Ahead of the 1928 national Diet elections the Labour-Farmer Party issued a list of radical demands, calling for the abolition of all forms of discrimination of subject races and reductions of the size of the armed forces. Slogans such as "Establish a Worker-Peasant Government" and "Long live the dictatorship of the proletariat" were raised in the election campaign.

However, there was considerable government interference against the electoral campaigns of the Labour-Farmer Party. Electoral meetings were interrupted by police and election campaign workers were often arbitrarily arrested. Night after night, police forces interrupted the campaign speeches of Oyama Ikuo. His campaign headquarters in the Kagawa Prefecture constituency (where he stood as candidate, facing the incumbent finance minister) were raided by police.

Amongst the candidates of the party were eleven communists. Kyuichi Tokuda, who later became the general secretary of the Communist Party, stood as a candidate of the party. Another communist, the trade union organizer Kenzo Yamamoto, was a Labour-Farmer Party candidate in Hokkaido.

All in all the party supported 40 candidates in the elections, whom together mustered 181,141 votes (1.9% of the nationwide vote). Banno, however, states that the combined vote of the 40 Labour-Farmer Party candidates was 193,047. According to Banno's account, 77% of the votes for the party came from rural areas (the party had launched 32 rural and 8 urban candidates). Two of the candidates of the party were elected, Yamamoto Senji and Mizutani Chozaburo.

Following the election the three proletarian parties in the assembly (the Labour-Farmer Party, the Japan Labour-Farmer Party and the Social Democratic Party) managed to form a joint parliamentary committee, in spite of their political contradictions.

== Dissolution ==
With the 15 March incident, a wave of repression was directed against the leftwing in Japan. Around 1,600 persons were arrested and accused of being communist activists. The Labour-Farmer Party was banned by the Home Ministry on April 11, 1928, after accusations arose of links to the communists. Hyōgikai was banned on the same day.

After the Labour-Farmer Party had been banned, the government attempted to expel its representatives from the Lower House of the Diet of Japan. However they lacked any legal basis to do so, and the two Labour-Farmer Party continued in their parliamentary functions. Yamamoto Senji, who was elected as a Labour-Farmer Party candidate for Kyoto at the first general election under universal suffrage held in February 1928, spoke in the Imperial Diet on February 8 1929, inquiring about the torture and illegal detention of prisoners by the police, who had boasted of being the "Amakasu of Showa". He was preparing his speech for the Diet in February, but was killed by a right-wing assassin at an inn in the Kanda district of Tokyo on February 29, on the same day as he had presented testified in the Diet regarding torture of prisoners.

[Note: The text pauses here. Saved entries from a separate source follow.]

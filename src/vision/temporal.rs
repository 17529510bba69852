// SYNOID Temporal Loss
// Copyright (c) 2026 Xing_The_Creator | SYNOID

use crate::error::{FlowError, Result};
use crate::vision::color::{flow_to_rgb, rgb_to_gray};
use crate::vision::farneback::{farneback, FarnebackParams};
use image::{GrayImage, Luma, RgbImage};
use std::path::Path;
use tracing::{debug, info};

/// Flow intensity above this marks a pixel as moving.
pub const MOTION_THRESHOLD: f32 = 0.5;

/// Binary per-pixel weight: 1 where no motion was rendered, 0 where it was.
#[derive(Debug, Clone, PartialEq)]
pub struct FlowMask(GrayImage);

impl FlowMask {
    /// Threshold a rendered flow-intensity image.
    pub fn from_intensity(intensity: &GrayImage) -> Self {
        let (w, h) = intensity.dimensions();
        let mut mask = GrayImage::new(w, h);
        for (src, dst) in intensity.pixels().zip(mask.pixels_mut()) {
            *dst = Luma([if src.0[0] as f32 > MOTION_THRESHOLD { 0 } else { 1 }]);
        }
        Self(mask)
    }

    /// Build a mask from raw 0/1 values; anything non-zero becomes 1.
    pub fn from_fn<F>(width: u32, height: u32, mut f: F) -> Self
    where
        F: FnMut(u32, u32) -> bool,
    {
        Self(GrayImage::from_fn(width, height, |x, y| Luma([f(x, y) as u8])))
    }

    pub fn dimensions(&self) -> (u32, u32) {
        self.0.dimensions()
    }

    pub fn get(&self, x: u32, y: u32) -> u8 {
        self.0.get_pixel(x, y).0[0]
    }

    /// Mask values in row-major order.
    pub fn values(&self) -> &[u8] {
        self.0.as_raw()
    }

    /// Fraction of pixels kept (mask = 1).
    pub fn coverage(&self) -> f64 {
        let total = self.values().len();
        if total == 0 {
            return 0.0;
        }
        self.values().iter().filter(|&&v| v == 1).count() as f64 / total as f64
    }

    /// Stretch 0/1 to 0/255 for viewing.
    pub fn to_visible(&self) -> GrayImage {
        let (w, h) = self.dimensions();
        GrayImage::from_fn(w, h, |x, y| Luma([self.get(x, y) * 255]))
    }

    pub fn into_inner(self) -> GrayImage {
        self.0
    }
}

/// Load an image from disk as an 8-bit RGB frame.
pub fn load_frame(path: &Path) -> Result<RgbImage> {
    debug!("[EYES] Loading frame: {:?}", path);
    let img = image::open(path)?;
    Ok(img.to_rgb8())
}

/// Estimate motion from `previous` to `current` with the default Farneback parameters.
///
/// Returns the HSV-rendered flow as RGB and the motion mask derived from it.
pub fn optical_flow(current: &RgbImage, previous: &RgbImage) -> Result<(RgbImage, FlowMask)> {
    optical_flow_with(current, previous, &FarnebackParams::default())
}

pub fn optical_flow_with(
    current: &RgbImage,
    previous: &RgbImage,
    params: &FarnebackParams,
) -> Result<(RgbImage, FlowMask)> {
    FlowError::check_dimensions(current.dimensions(), previous.dimensions())?;

    let next = rgb_to_gray(current);
    let prvs = rgb_to_gray(previous);
    let flow = farneback(&prvs, &next, params)?;

    let rgb = flow_to_rgb(&flow);
    let intensity = rgb_to_gray(&rgb);
    let mask = FlowMask::from_intensity(&intensity);

    debug!("[FLOW] Mask coverage: {:.4}", mask.coverage());
    Ok((rgb, mask))
}

/// Mean of mask-weighted squared differences over every channel of every pixel.
pub fn masked_squared_error(current: &RgbImage, previous: &RgbImage, mask: &FlowMask) -> Result<f64> {
    FlowError::check_dimensions(current.dimensions(), previous.dimensions())?;
    FlowError::check_dimensions(current.dimensions(), mask.dimensions())?;

    let mut total = 0.0f64;
    for ((p1, p2), &m) in current.pixels().zip(previous.pixels()).zip(mask.values()) {
        if m == 0 {
            continue;
        }
        for c in 0..3 {
            let d = p1[c] as f64 - p2[c] as f64;
            total += m as f64 * d * d;
        }
    }

    let count = current.as_raw().len() as f64;
    Ok(total / count)
}

/// Temporal loss between two consecutive frames using the default flow parameters.
pub fn compute_temporal_loss(current: &RgbImage, previous: &RgbImage) -> Result<f64> {
    compute_temporal_loss_with(current, previous, &FarnebackParams::default())
}

pub fn compute_temporal_loss_with(
    current: &RgbImage,
    previous: &RgbImage,
    params: &FarnebackParams,
) -> Result<f64> {
    let (_, mask) = optical_flow_with(current, previous, params)?;
    let loss = masked_squared_error(current, previous, &mask)?;
    info!(
        "[LOSS] Temporal loss {:.6} ({}x{}, mask coverage {:.2}%)",
        loss,
        current.width(),
        current.height(),
        mask.coverage() * 100.0
    );
    Ok(loss)
}

#[cfg(test)]
mod tests {
    use super::*;
    use image::Rgb;

    #[test]
    fn test_mask_threshold_is_inverted() {
        let intensity = GrayImage::from_raw(3, 1, vec![0, 1, 200]).expect("buffer");
        let mask = FlowMask::from_intensity(&intensity);
        assert_eq!(mask.values(), &[1, 0, 0]);
        assert!((mask.coverage() - 1.0 / 3.0).abs() < 1e-12);
    }

    #[test]
    fn test_masked_error_counts_all_channels() {
        let a = RgbImage::from_pixel(2, 1, Rgb([10, 10, 10]));
        let b = RgbImage::from_pixel(2, 1, Rgb([13, 10, 6]));
        let keep_all = FlowMask::from_fn(2, 1, |_, _| true);
        // per pixel: 9 + 0 + 16 = 25, six elements
        let loss = masked_squared_error(&a, &b, &keep_all).expect("loss");
        assert!((loss - 50.0 / 6.0).abs() < 1e-12);

        let keep_first = FlowMask::from_fn(2, 1, |x, _| x == 0);
        let loss = masked_squared_error(&a, &b, &keep_first).expect("loss");
        assert!((loss - 25.0 / 6.0).abs() < 1e-12);
    }

    #[test]
    fn test_masked_error_has_no_byte_wraparound() {
        let a = RgbImage::from_pixel(1, 1, Rgb([0, 0, 0]));
        let b = RgbImage::from_pixel(1, 1, Rgb([255, 255, 255]));
        let mask = FlowMask::from_fn(1, 1, |_, _| true);
        let loss = masked_squared_error(&a, &b, &mask).expect("loss");
        assert_eq!(loss, 255.0 * 255.0);
    }

    #[test]
    fn test_mask_size_must_match() {
        let a = RgbImage::new(4, 4);
        let mask = FlowMask::from_fn(3, 4, |_, _| true);
        assert!(matches!(
            masked_squared_error(&a, &a, &mask),
            Err(FlowError::DimensionMismatch { .. })
        ));
    }

    #[test]
    fn test_visible_mask_scales_to_white() {
        let mask = FlowMask::from_fn(2, 1, |x, _| x == 1);
        assert_eq!(mask.to_visible().as_raw(), &vec![0, 255]);
    }
}
// SYNOID Float Planes
// Copyright (c) 2026 Xing_The_Creator | SYNOID

use image::GrayImage;

/// Single-channel f32 image used by the flow estimator.
#[derive(Debug, Clone, PartialEq)]
pub struct Plane {
    pub width: usize,
    pub height: usize,
    pub data: Vec<f32>,
}

impl Plane {
    pub fn zeros(width: usize, height: usize) -> Self {
        Self {
            width,
            height,
            data: vec![0.0; width * height],
        }
    }

    pub fn from_gray(img: &GrayImage) -> Self {
        let (w, h) = img.dimensions();
        Self {
            width: w as usize,
            height: h as usize,
            data: img.as_raw().iter().map(|&p| p as f32).collect(),
        }
    }

    #[inline]
    pub fn row(&self, y: usize) -> &[f32] {
        &self.data[y * self.width..(y + 1) * self.width]
    }

    #[inline]
    pub fn at(&self, x: usize, y: usize) -> f32 {
        self.data[y * self.width + x]
    }

    /// Multiply every sample in place.
    pub fn scale(&mut self, factor: f32) {
        for v in self.data.iter_mut() {
            *v *= factor;
        }
    }

    /// Separable Gaussian blur with reflect-101 borders.
    ///
    /// A non-positive `sigma` is derived from the kernel size.
    pub fn gaussian_blur(&self, ksize: usize, sigma: f64) -> Plane {
        let kernel = gaussian_kernel(ksize, sigma);
        let half = (kernel.len() / 2) as isize;

        let mut tmp = Plane::zeros(self.width, self.height);
        for y in 0..self.height {
            let src = self.row(y);
            let dst = &mut tmp.data[y * self.width..(y + 1) * self.width];
            for (x, out) in dst.iter_mut().enumerate() {
                let mut acc = 0.0f64;
                for (i, k) in kernel.iter().enumerate() {
                    let sx = reflect101(x as isize + i as isize - half, self.width);
                    acc += *k * src[sx] as f64;
                }
                *out = acc as f32;
            }
        }

        let mut out = Plane::zeros(self.width, self.height);
        for y in 0..self.height {
            for x in 0..self.width {
                let mut acc = 0.0f64;
                for (i, k) in kernel.iter().enumerate() {
                    let sy = reflect101(y as isize + i as isize - half, self.height);
                    acc += *k * tmp.at(x, sy) as f64;
                }
                out.data[y * self.width + x] = acc as f32;
            }
        }
        out
    }

    /// Bilinear resize using pixel-center alignment and clamped edges.
    pub fn resize(&self, width: usize, height: usize) -> Plane {
        if width == self.width && height == self.height {
            return self.clone();
        }

        let xs = linear_taps(self.width, width);
        let ys = linear_taps(self.height, height);

        let mut out = Plane::zeros(width, height);
        for (dy, &(sy, fy)) in ys.iter().enumerate() {
            let sy1 = (sy + 1).min(self.height - 1);
            let r0 = self.row(sy);
            let r1 = self.row(sy1);
            for (dx, &(sx, fx)) in xs.iter().enumerate() {
                let sx1 = (sx + 1).min(self.width - 1);
                let top = r0[sx] * (1.0 - fx) + r0[sx1] * fx;
                let bottom = r1[sx] * (1.0 - fx) + r1[sx1] * fx;
                out.data[dy * width + dx] = top * (1.0 - fy) + bottom * fy;
            }
        }
        out
    }
}

/// Source index and fractional weight for each destination sample.
fn linear_taps(src_len: usize, dst_len: usize) -> Vec<(usize, f32)> {
    let ratio = src_len as f64 / dst_len as f64;
    (0..dst_len)
        .map(|d| {
            let f = (d as f64 + 0.5) * ratio - 0.5;
            let mut s = f.floor();
            let mut frac = f - s;
            if s < 0.0 {
                s = 0.0;
                frac = 0.0;
            }
            if s as usize >= src_len - 1 {
                s = (src_len - 1) as f64;
                frac = 0.0;
            }
            (s as usize, frac as f32)
        })
        .collect()
}

fn gaussian_kernel(ksize: usize, sigma: f64) -> Vec<f64> {
    let ksize = ksize.max(1) | 1;
    if sigma <= 0.0 && ksize == 3 {
        return vec![0.25, 0.5, 0.25];
    }
    let sigma = if sigma > 0.0 {
        sigma
    } else {
        0.3 * ((ksize as f64 - 1.0) * 0.5 - 1.0) + 0.8
    };

    let center = (ksize / 2) as f64;
    let mut kernel: Vec<f64> = (0..ksize)
        .map(|i| {
            let d = i as f64 - center;
            (-(d * d) / (2.0 * sigma * sigma)).exp()
        })
        .collect();
    let sum: f64 = kernel.iter().sum();
    for k in kernel.iter_mut() {
        *k /= sum;
    }
    kernel
}

/// Mirror an index into `0..len` without repeating the edge sample.
fn reflect101(mut i: isize, len: usize) -> usize {
    if len == 1 {
        return 0;
    }
    let last = len as isize - 1;
    loop {
        if i < 0 {
            i = -i;
        } else if i > last {
            i = 2 * last - i;
        } else {
            return i as usize;
        }
    }
}

#[cfg(test)]
mod tests {
    use super::*;

    #[test]
    fn test_reflect101_borders() {
        assert_eq!(reflect101(-1, 5), 1);
        assert_eq!(reflect101(-2, 5), 2);
        assert_eq!(reflect101(5, 5), 3);
        assert_eq!(reflect101(2, 5), 2);
        assert_eq!(reflect101(-3, 1), 0);
    }

    #[test]
    fn test_blur_keeps_constant_plane() {
        let plane = Plane {
            width: 7,
            height: 4,
            data: vec![42.0; 28],
        };
        let blurred = plane.gaussian_blur(5, 1.0);
        for v in blurred.data {
            assert!((v - 42.0).abs() < 1e-4);
        }
    }

    #[test]
    fn test_small_kernel_table() {
        let k = gaussian_kernel(3, 0.0);
        assert_eq!(k, vec![0.25, 0.5, 0.25]);
        let k = gaussian_kernel(9, 2.0);
        assert!((k.iter().sum::<f64>() - 1.0).abs() < 1e-12);
        assert!(k[4] > k[3] && k[3] > k[0]);
    }

    #[test]
    fn test_resize_halves_ramp() {
        let plane = Plane {
            width: 4,
            height: 1,
            data: vec![0.0, 10.0, 20.0, 30.0],
        };
        let half = plane.resize(2, 1);
        assert_eq!(half.data, vec![5.0, 25.0]);
    }

    #[test]
    fn test_resize_upscale_clamps_edges() {
        let plane = Plane {
            width: 2,
            height: 1,
            data: vec![0.0, 8.0],
        };
        let up = plane.resize(4, 1);
        assert_eq!(up.data, vec![0.0, 2.0, 6.0, 8.0]);
    }
}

There would be several different attempts by leftists to recreate a party representing the Labour-Farmer Party legacy. Immediately after the disbanding of the Labour-Farmer Party, the Communist Party instructed its cadres to rebuild the party. The goal to achieve unification with the Japan Labour-Farmer Party was retained. A reorganization committee was formed (named the 'Committee for the Rebuilding of the Labour-Farmer Party and Preparation for New Party'). Oyama Ikou served as the chairman of the committee and Hososako as the general secretary. The committee was quickly banned by the government, but continued to function illegally. In July 1928 the Rōnō faction broke away from the committee and founded the Proletarian Masses Party. In December 1928 the Proletarian Masses Party merged with the Japan Labour-Farmer Party, forming the Japan Masses Party. In the same month the Oyama Ikuo group held a refoundation conference of the Labour-Farmer Party, but the party was again banned swiftly. In January 1929 Mizutani Chozaburo denounced his former comraders of the Labour-Farmer Party as 'too communistic', thus ending the continuity of the Labour-Farmer Party parliamentary faction. In November 1929 Oyama Ikuo and his followers founded the New Labour-Farmer Party. After having formed this party a final break between Oyama Ikuo and the communists occurred, and the communists began labelling him as a 'traitor'.